Jane Pryma is a sociologist of health and medicine who explores how politics, medical technologies, and human rights shape what we know about pain and disability. Her work has appeared in the American Sociological Review, Social Science & Medicine, Journal of International and Comparative Social Policy, and Contemporary Sociology.

Pryma’s book manuscript, Pain (Mis)Management: The Rise and Fall of a Right to Pain Relief argues that analyses of the opioid crisis focused only on pharmaceutical companies overlook the political economic conditions that encouraged politicians, pain specialists, the healthcare industry, and chronic pain sufferers to produce opioid-centric pain science and policies.

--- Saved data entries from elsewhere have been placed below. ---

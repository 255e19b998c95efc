use ratatui::style::{Color, Modifier, Style};

// Color palette
pub const PRIMARY: Color = Color::Rgb(64, 128, 192);
pub const ACCENT: Color = Color::Rgb(192, 160, 64);
pub const ERROR: Color = Color::Rgb(192, 64, 64);
pub const MUTED: Color = Color::Rgb(128, 128, 128);
pub const HIGHLIGHT: Color = Color::Rgb(48, 48, 64);

// Styles
pub fn title_style() -> Style {
    Style::default().fg(PRIMARY).add_modifier(Modifier::BOLD)
}

pub fn selected_style() -> Style {
    Style::default().bg(HIGHLIGHT).add_modifier(Modifier::BOLD)
}

pub fn list_item_style() -> Style {
    Style::default().fg(Color::White)
}

pub fn muted_style() -> Style {
    Style::default().fg(MUTED)
}

pub fn highlight_style() -> Style {
    Style::default().fg(ACCENT)
}

pub fn error_style() -> Style {
    Style::default().fg(ERROR)
}

pub fn tab_style(selected: bool) -> Style {
    if selected {
        Style::default()
            .fg(PRIMARY)
            .add_modifier(Modifier::BOLD | Modifier::UNDERLINED)
    } else {
        muted_style()
    }
}

pub fn border_style(focused: bool) -> Style {
    if focused {
        Style::default().fg(PRIMARY)
    } else {
        Style::default().fg(MUTED)
    }
}

pub fn status_bar_style() -> Style {
    Style::default().bg(Color::Rgb(32, 32, 40)).fg(Color::White)
}

pub fn help_key_style() -> Style {
    Style::default().fg(ACCENT).add_modifier(Modifier::BOLD)
}

pub fn help_desc_style() -> Style {
    Style::default().fg(Color::White)
}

Comparing French and U.S. pain management, she shows how networks of pain expertise, in two different healthcare and welfare systems, institutionalized a “right to pain relief,” shaping pain management practices, rates of prescription opioid use, and the credibility of pain science in each country.

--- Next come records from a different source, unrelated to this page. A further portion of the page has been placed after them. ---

#[cfg(test)]
mod tests {
    use super::*;
    use chrono::{Duration, Utc};

    use crate::api::ConfigFetch;
    use crate::auth::{CredentialReader, MemoryCredentialStore};
    use crate::entitlement::{EntitlementPhase, TransientErrorPolicy};
    use crate::models::Role;
    use crate::testing::{
        config_expiring, identity, login_response, options, wait_for_me_calls, FakeBackend,
    };

    struct Harness {
        backend: Arc<FakeBackend>,
        store: Arc<dyn CredentialStore>,
        entitlement: EntitlementAuthority,
        session: SessionAuthority,
    }

    fn harness(stored: Option<&str>) -> Harness {
        let backend = Arc::new(FakeBackend::new());
        let store: Arc<dyn CredentialStore> = match stored {
            Some(token) => Arc::new(MemoryCredentialStore::with_credential(Credential::new(token))),
            None => Arc::new(MemoryCredentialStore::new()),
        };
        let entitlement = EntitlementAuthority::new(
            backend.clone(),
            CredentialReader::new(Arc::clone(&store)),
            TransientErrorPolicy::Retain,
        );
        let session = SessionAuthority::new(backend.clone(), Arc::clone(&store), entitlement.clone());
        Harness {
            backend,
            store,
            entitlement,
            session,
        }
    }

    #[tokio::test]
    async fn test_validate_without_credential_settles_signed_out() {
        let h = harness(None);
        assert!(h.session.is_resolving());

        assert!(h.session.validate().await.is_none());

        assert!(!h.session.is_resolving());
        assert!(!h.session.is_authenticated());
        assert_eq!(h.backend.me_calls(), 0);
    }

    #[tokio::test]
    async fn test_validate_success_sets_identity() {
        let h = harness(Some("tok"));
        h.backend.push_me(Ok(identity("u1", Role::Staff)));

        let resolved = h.session.validate().await;

        assert_eq!(resolved.map(|i| i.id).as_deref(), Some("u1"));
        assert!(h.session.is_authenticated());
        assert!(!h.session.is_resolving());
        assert!(h.store.load().expect("load").is_some());
    }

    #[tokio::test]
    async fn test_validate_failure_clears_credential() {
        for failure in [
            ApiError::Unauthorized(String::new()),
            ApiError::ServerError("down".into()),
        ] {
            let h = harness(Some("tok"));
            h.backend.push_me(Err(failure));

            assert!(h.session.validate().await.is_none());

            assert!(!h.session.is_authenticated());
            assert!(!h.session.is_resolving());
            assert!(h.store.load().expect("load").is_none());
        }
    }

    #[tokio::test]
    async fn test_login_persists_credential() {
        let h = harness(None);
        h.backend.push_login(Ok(login_response("fresh", identity("u2", Role::Developer))));

        let user = h.session.login("sana", "pw").await.expect("login should succeed");

        assert!(user.is_developer());
        assert_eq!(h.store.load().expect("load"), Some(Credential::new("fresh")));
        assert_eq!(h.session.identity().map(|i| i.id).as_deref(), Some("u2"));
        assert!(!h.session.is_resolving());
        // Login never rechecks the entitlement by itself
        assert_eq!(h.backend.config_calls(), 0);
    }

    #[tokio::test]
    async fn test_login_rejection_reports_server_message() {
        let h = harness(None);
        h.backend.push_login(Err(ApiError::Unauthorized(
            r#"{"success":false,"message":"Account disabled"}"#.to_string(),
        )));
        h.backend.push_login(Err(ApiError::Unprocessable("{}".to_string())));

        let first = h.session.login("sana", "pw").await.expect_err("login should fail");
        assert!(matches!(first, AuthError::Authentication(ref m) if m == "Account disabled"));

        let second = h.session.login("sana", "pw").await.expect_err("login should fail");
        assert_eq!(second.user_message(), DEFAULT_LOGIN_ERROR);

        assert!(!h.session.is_authenticated());
        assert!(h.store.load().expect("load").is_none());
    }

    #[tokio::test]
    async fn test_login_requires_both_fields() {
        let h = harness(None);
        let err = h.session.login("  ", "pw").await.expect_err("login should fail");
        assert!(matches!(err, AuthError::Authentication(_)));
        assert_eq!(h.backend.login_calls(), 0);
    }

    #[tokio::test]
    async fn test_login_server_error_is_transport() {
        let h = harness(None);
        h.backend.push_login(Err(ApiError::ServerError("down".into())));

        let err = h.session.login("sana", "pw").await.expect_err("login should fail");
        assert!(matches!(err, AuthError::Transport(_)));
    }

    #[tokio::test]
    async fn test_logout_clears_session_and_entitlement() {
        let h = harness(Some("tok"));
        h.backend.push_me(Ok(identity("u1", Role::Staff)));
        h.backend.push_config(ConfigFetch::Denied(Default::default()));
        h.session.validate().await;
        h.entitlement.recheck().await;
        assert_eq!(h.entitlement.snapshot().phase(), EntitlementPhase::Expired);

        h.session.logout().expect("logout");

        assert!(!h.session.is_authenticated());
        assert!(h.store.load().expect("load").is_none());
        let snapshot = h.entitlement.snapshot();
        assert_eq!(snapshot.phase(), EntitlementPhase::Idle);
        assert!(snapshot.configuration.is_none());
    }

    #[tokio::test]
    async fn test_login_after_expired_logout_starts_idle() {
        let h = harness(Some("tok"));
        h.backend.push_me(Ok(identity("u1", Role::Staff)));
        h.backend.push_config(ConfigFetch::Denied(Default::default()));
        h.session.validate().await;
        h.entitlement.recheck().await;
        h.session.logout().expect("logout");

        h.backend.push_login(Ok(login_response("next", identity("u3", Role::Staff))));
        h.session.login("other", "pw").await.expect("login");

        // Nothing from the previous workspace survives until a recheck
        assert_eq!(h.entitlement.snapshot().phase(), EntitlementPhase::Idle);
        assert!(!h.entitlement.is_expired());

        h.backend.push_config(ConfigFetch::Success(config_expiring(Utc::now() + Duration::days(10))));
        h.backend.push_options(Ok(options(&["AW26"])));
        h.entitlement.recheck().await;
        assert_eq!(h.entitlement.snapshot().phase(), EntitlementPhase::Active);
    }

    #[tokio::test]
    async fn test_stale_validation_does_not_clobber_login() {
        let h = harness(Some("old"));
        let release = h.backend.push_gated_me();

        let validating = tokio::spawn({
            let session = h.session.clone();
            async move { session.validate().await }
        });
        wait_for_me_calls(&h.backend, 1).await;

        h.backend.push_login(Ok(login_response("new", identity("u9", Role::Staff))));
        h.session.login("sana", "pw").await.expect("login");

        release
            .send(Err(ApiError::Unauthorized(String::new())))
            .expect("release");
        validating.await.expect("validate task");

        assert_eq!(h.session.identity().map(|i| i.id).as_deref(), Some("u9"));
        assert_eq!(h.store.load().expect("load"), Some(Credential::new("new")));
        assert!(!h.session.is_resolving());
    }

    #[tokio::test]
    async fn test_update_identity_requires_session() {
        let h = harness(None);
        let err = h
            .session
            .update_identity(IdentityUpdate::display_name("X"))
            .await
            .expect_err("update should fail");
        assert!(matches!(err, AuthError::NotAuthenticated));
    }

    #[tokio::test]
    async fn test_update_identity_merges_partial() {
        let h = harness(Some("tok"));
        h.backend.push_me(Ok(identity("u1", Role::Staff)));
        h.backend.push_profile(Ok(IdentityUpdate::display_name("Sana Malik")));
        h.session.validate().await;

        let updated = h
            .session
            .update_identity(IdentityUpdate::display_name("Sana Malik"))
            .await
            .expect("update");

        assert_eq!(updated.display_name, "Sana Malik");
        assert_eq!(updated.role, Role::Staff);
        assert_eq!(h.session.identity(), Some(updated));
    }

    #[tokio::test]
    async fn test_update_identity_unauthorized_invalidates() {
        let h = harness(Some("tok"));
        h.backend.push_me(Ok(identity("u1", Role::Staff)));
        h.backend.push_profile(Err(ApiError::Unauthorized(String::new())));
        h.session.validate().await;

        let err = h
            .session
            .update_identity(IdentityUpdate::display_name("X"))
            .await
            .expect_err("update should fail");

        assert!(matches!(err, AuthError::SessionInvalid));
        assert!(!h.session.is_authenticated());
        assert!(h.store.load().expect("load").is_none());
    }

    #[tokio::test]
    async fn test_teardown_keeps_credential() {
        let h = harness(Some("tok"));
        h.backend.push_me(Ok(identity("u1", Role::Staff)));
        h.session.validate().await;

        h.session.teardown();

        assert!(!h.session.is_authenticated());
        assert!(h.store.load().expect("load").is_some());
        assert!(matches!(h.session.login("a", "b").await, Err(AuthError::Closed)));
    }
}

Mobilizing theories of intersectionality and boundary-work, her research has examined how gender, racial, and class inequalities affect how people prove that they deserve medical care and disability rights. She is currently developing the concept of “slow rights” to reveal how speed and standardization affect the implementation of new rights claims. Her next book project considers the relationship between trauma, disability, and inequality, analyzing how organizations evaluate and provide reasonable accommodations for people disabled by psychosocial trauma.

Pryma received her B.A. in Sociology and English from Kenyon College and her Ph.D. from Northwestern University. Her work has been supported by several grants and fellowships, including a fellowship at Sciences Po-Paris and grants from the Human Rights Institute at the University of Connecticut, the Paris Program in Critical Theory, and the Buffett Institute for Global Studies at Northwestern University.